Provided records Block Start

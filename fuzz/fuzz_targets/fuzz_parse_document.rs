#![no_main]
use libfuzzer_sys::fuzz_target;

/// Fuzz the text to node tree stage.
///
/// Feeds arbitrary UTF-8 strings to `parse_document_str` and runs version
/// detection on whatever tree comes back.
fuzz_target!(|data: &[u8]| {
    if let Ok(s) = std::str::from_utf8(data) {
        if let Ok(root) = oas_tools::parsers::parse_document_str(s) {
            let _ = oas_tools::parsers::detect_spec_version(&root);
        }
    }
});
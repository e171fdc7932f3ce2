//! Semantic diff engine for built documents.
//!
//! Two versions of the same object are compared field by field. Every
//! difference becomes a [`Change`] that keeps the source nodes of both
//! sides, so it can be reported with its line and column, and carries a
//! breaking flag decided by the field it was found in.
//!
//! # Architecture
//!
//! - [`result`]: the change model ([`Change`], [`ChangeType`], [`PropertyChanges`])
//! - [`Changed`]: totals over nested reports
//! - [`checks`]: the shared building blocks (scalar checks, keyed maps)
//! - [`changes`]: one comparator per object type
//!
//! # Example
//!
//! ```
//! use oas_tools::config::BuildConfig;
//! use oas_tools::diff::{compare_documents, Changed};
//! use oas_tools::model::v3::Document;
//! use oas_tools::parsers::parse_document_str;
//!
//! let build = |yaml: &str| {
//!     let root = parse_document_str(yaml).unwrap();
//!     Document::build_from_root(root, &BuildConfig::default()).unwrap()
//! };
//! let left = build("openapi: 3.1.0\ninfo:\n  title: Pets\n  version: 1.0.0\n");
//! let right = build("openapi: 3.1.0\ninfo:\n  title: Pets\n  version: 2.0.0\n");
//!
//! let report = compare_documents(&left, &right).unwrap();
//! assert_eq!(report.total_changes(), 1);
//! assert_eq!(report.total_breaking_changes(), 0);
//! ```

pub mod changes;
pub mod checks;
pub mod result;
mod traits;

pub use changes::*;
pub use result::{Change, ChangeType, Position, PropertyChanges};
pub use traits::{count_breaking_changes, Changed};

Provided records Block End

- **Exercise goal**: Each line in the data where the string "ChangeType" occurs should be identified and copied.

- **Answer section**:
//! - [`result`]: the change model ([`Change`], [`ChangeType`], [`PropertyChanges`])
pub use result::{Change, ChangeType, Position, PropertyChanges};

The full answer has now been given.